PROBLEM STATEMENT -
A single stretch of the material below is to be transcribed exactly, starting at the line with "let p = i32::from(data[(y" and ending after the line with "let border = border.max(CIRCLE_RADIUS);".
○ ○ ○
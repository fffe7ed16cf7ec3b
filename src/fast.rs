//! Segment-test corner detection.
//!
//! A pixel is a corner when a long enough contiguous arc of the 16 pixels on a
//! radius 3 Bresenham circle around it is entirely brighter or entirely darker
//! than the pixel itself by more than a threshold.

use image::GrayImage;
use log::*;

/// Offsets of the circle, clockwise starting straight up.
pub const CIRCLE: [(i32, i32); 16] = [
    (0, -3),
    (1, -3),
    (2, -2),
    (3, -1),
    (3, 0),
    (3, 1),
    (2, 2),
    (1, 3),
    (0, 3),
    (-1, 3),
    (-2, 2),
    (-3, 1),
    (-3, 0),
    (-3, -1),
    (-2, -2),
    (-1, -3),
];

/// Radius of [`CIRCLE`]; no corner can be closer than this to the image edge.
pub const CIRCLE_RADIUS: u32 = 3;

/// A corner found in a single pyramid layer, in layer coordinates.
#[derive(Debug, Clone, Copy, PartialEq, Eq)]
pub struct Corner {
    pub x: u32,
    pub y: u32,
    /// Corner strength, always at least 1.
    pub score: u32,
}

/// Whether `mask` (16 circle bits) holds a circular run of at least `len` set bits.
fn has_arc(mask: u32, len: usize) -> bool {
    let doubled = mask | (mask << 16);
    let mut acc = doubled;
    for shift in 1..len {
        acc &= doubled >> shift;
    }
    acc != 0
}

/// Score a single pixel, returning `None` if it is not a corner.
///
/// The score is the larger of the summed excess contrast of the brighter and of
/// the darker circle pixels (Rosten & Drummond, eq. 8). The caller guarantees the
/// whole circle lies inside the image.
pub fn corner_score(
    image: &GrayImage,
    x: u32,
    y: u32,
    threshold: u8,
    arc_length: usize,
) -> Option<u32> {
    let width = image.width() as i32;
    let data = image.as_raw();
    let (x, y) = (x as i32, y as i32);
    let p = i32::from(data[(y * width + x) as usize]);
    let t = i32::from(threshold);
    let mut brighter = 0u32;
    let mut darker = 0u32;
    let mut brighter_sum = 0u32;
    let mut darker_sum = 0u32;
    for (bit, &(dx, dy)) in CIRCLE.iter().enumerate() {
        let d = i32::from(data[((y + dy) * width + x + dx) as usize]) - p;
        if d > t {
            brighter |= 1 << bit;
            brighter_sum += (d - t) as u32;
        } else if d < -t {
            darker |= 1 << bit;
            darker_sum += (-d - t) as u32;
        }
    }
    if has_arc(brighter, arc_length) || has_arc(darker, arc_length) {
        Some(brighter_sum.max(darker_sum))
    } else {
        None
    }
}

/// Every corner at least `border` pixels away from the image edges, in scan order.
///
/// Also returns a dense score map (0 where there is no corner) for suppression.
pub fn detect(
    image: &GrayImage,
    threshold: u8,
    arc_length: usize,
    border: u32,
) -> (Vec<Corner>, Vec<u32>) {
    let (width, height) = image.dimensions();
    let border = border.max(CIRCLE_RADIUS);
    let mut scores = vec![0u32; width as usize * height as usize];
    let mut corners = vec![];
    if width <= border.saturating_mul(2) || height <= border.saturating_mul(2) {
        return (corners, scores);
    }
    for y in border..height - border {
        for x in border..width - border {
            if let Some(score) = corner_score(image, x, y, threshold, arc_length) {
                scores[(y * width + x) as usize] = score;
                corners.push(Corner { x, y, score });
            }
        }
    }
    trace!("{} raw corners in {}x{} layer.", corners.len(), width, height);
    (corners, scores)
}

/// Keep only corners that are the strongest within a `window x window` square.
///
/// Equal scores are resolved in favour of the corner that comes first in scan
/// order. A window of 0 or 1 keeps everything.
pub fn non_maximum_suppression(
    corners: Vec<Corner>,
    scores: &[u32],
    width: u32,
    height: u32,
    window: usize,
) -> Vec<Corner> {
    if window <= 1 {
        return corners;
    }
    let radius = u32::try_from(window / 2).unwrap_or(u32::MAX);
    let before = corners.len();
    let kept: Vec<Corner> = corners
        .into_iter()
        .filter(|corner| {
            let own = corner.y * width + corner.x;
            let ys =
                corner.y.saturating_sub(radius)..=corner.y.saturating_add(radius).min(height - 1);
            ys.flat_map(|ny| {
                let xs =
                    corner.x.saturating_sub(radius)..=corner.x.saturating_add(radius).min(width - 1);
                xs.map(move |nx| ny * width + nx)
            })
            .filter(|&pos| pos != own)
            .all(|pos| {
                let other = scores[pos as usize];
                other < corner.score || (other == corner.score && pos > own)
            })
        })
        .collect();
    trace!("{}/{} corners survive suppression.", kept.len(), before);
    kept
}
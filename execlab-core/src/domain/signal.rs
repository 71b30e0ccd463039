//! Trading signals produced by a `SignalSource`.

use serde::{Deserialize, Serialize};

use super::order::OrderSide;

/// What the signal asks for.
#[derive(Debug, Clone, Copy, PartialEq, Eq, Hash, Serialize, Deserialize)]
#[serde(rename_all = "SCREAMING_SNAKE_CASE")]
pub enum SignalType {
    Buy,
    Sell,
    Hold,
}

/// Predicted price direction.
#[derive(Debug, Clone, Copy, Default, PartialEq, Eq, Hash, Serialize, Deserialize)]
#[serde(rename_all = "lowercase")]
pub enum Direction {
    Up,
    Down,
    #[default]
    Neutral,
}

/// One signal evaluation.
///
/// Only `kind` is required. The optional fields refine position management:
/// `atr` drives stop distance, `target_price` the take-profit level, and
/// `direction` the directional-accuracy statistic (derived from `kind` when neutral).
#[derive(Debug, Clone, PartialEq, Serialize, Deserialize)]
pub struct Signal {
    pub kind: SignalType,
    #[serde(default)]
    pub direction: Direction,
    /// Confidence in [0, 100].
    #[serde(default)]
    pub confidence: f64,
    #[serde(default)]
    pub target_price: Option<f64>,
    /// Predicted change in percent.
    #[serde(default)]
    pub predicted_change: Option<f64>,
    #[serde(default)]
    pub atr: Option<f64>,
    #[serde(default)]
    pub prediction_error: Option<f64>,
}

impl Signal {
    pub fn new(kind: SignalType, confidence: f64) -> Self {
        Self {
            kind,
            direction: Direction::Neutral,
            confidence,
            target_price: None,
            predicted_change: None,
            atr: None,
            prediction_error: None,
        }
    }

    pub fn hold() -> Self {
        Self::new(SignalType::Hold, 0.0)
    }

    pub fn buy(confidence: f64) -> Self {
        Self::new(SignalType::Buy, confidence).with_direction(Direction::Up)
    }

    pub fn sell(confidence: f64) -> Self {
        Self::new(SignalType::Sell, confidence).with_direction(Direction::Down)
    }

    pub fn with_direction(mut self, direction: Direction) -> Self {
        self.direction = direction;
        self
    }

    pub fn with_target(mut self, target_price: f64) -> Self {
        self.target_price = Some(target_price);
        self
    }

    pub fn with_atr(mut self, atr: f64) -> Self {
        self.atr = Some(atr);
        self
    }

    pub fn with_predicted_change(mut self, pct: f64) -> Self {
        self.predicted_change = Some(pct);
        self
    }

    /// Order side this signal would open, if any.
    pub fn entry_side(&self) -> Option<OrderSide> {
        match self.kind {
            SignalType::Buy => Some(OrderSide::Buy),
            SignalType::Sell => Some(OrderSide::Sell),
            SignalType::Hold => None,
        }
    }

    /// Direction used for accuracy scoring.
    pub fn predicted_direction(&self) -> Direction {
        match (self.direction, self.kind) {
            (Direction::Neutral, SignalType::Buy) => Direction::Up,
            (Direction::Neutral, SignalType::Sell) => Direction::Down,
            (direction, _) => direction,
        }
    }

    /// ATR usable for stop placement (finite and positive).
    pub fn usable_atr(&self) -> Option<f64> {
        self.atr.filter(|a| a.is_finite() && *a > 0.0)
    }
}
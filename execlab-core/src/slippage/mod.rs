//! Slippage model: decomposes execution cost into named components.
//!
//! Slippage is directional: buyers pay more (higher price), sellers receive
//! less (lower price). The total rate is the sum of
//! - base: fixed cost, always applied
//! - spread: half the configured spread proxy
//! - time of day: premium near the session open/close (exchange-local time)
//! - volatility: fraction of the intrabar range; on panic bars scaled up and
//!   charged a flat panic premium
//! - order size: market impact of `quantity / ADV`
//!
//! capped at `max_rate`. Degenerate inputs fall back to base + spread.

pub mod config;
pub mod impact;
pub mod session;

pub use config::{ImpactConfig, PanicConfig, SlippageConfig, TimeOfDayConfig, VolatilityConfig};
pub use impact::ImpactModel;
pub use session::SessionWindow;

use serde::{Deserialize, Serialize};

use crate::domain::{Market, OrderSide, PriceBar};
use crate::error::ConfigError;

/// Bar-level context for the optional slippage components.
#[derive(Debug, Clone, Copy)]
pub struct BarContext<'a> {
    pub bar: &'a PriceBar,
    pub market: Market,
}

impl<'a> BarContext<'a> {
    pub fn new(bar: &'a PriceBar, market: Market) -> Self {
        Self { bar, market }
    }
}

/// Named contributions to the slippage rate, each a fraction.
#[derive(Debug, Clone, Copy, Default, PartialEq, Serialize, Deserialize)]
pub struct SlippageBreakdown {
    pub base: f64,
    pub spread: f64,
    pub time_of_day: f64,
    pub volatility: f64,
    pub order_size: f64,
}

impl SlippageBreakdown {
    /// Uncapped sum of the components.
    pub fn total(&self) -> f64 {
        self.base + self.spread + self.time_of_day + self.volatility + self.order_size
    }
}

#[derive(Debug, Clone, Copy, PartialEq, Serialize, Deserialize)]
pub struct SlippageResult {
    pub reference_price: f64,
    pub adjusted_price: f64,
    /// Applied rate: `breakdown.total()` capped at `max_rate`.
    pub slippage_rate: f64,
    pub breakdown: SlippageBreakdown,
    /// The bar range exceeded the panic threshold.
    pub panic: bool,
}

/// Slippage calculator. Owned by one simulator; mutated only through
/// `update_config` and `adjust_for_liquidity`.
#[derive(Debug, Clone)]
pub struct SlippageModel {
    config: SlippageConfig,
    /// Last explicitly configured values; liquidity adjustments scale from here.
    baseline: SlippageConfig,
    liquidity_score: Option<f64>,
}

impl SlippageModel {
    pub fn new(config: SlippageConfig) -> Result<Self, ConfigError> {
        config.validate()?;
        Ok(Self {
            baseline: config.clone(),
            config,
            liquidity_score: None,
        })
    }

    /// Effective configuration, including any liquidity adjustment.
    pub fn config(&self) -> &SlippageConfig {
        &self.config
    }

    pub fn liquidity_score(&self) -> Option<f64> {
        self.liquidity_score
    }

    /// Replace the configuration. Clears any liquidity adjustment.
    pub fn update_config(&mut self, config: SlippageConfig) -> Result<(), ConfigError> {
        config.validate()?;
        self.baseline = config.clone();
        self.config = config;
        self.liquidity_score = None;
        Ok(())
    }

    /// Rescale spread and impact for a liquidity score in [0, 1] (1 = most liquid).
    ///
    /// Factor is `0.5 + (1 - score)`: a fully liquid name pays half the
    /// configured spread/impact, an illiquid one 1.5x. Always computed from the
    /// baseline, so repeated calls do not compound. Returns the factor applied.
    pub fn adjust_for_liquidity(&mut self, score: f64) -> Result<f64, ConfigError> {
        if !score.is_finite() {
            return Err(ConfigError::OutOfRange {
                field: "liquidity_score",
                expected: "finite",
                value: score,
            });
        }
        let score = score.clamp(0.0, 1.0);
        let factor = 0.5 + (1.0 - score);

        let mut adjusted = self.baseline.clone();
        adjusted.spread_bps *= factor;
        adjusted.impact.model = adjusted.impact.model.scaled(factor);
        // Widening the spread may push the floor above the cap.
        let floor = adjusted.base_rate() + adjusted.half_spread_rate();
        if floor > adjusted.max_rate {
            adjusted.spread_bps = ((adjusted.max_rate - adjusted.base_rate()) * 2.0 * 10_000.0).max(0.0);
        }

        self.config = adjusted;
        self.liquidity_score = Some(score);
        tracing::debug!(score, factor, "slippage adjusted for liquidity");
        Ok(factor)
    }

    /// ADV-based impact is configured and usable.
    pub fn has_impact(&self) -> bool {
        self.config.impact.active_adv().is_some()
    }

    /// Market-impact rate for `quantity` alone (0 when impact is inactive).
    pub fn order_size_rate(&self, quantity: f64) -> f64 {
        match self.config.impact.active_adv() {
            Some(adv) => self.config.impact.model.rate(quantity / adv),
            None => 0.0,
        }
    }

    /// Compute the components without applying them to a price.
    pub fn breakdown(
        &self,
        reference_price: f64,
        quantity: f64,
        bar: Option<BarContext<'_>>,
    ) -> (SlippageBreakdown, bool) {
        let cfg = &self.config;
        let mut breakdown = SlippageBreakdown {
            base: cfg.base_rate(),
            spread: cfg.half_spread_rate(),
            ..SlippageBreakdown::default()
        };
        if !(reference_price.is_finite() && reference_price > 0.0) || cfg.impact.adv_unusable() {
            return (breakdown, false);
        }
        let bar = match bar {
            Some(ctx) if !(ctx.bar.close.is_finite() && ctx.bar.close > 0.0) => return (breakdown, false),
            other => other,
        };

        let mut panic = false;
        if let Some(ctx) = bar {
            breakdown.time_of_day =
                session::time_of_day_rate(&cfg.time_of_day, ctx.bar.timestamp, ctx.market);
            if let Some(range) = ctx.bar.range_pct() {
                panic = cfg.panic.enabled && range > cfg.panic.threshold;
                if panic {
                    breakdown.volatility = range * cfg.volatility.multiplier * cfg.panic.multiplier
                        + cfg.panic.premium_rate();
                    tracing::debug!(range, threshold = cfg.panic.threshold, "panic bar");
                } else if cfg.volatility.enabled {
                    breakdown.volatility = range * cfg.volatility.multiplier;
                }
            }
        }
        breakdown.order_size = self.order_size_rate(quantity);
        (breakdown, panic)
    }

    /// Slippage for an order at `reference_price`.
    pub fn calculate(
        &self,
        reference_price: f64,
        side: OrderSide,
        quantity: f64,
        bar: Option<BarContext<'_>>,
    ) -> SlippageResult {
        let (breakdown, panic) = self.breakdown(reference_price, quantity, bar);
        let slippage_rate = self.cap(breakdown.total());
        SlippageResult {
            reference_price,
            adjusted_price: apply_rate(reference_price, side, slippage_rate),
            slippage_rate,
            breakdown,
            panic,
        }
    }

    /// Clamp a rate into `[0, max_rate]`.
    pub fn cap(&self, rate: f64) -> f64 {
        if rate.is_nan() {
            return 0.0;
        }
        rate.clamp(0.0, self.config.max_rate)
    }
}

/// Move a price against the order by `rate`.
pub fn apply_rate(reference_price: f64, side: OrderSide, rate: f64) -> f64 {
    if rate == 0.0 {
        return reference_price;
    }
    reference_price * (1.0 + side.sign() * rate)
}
○ ○ ○
YOUR SOLUTION -
    let p = i32::from(data[(y * width + x) as usize]);
    let t = i32::from(threshold);
    let mut brighter = 0u32;
    let mut darker = 0u32;
    let mut brighter_sum = 0u32;
    let mut darker_sum = 0u32;
    for (bit, &(dx, dy)) in CIRCLE.iter().enumerate() {
        let d = i32::from(data[((y + dy) * width + x + dx) as usize]) - p;
        if d > t {
            brighter |= 1 << bit;
            brighter_sum += (d - t) as u32;
        } else if d < -t {
            darker |= 1 << bit;
            darker_sum += (-d - t) as u32;
        }
    }
    if has_arc(brighter, arc_length) || has_arc(darker, arc_length) {
        Some(brighter_sum.max(darker_sum))
    } else {
        None
    }
}

/// Every corner at least `border` pixels away from the image edges, in scan order.
///
/// Also returns a dense score map (0 where there is no corner) for suppression.
pub fn detect(
    image: &GrayImage,
    threshold: u8,
    arc_length: usize,
    border: u32,
) -> (Vec<Corner>, Vec<u32>) {
    let (width, height) = image.dimensions();
    let border = border.max(CIRCLE_RADIUS);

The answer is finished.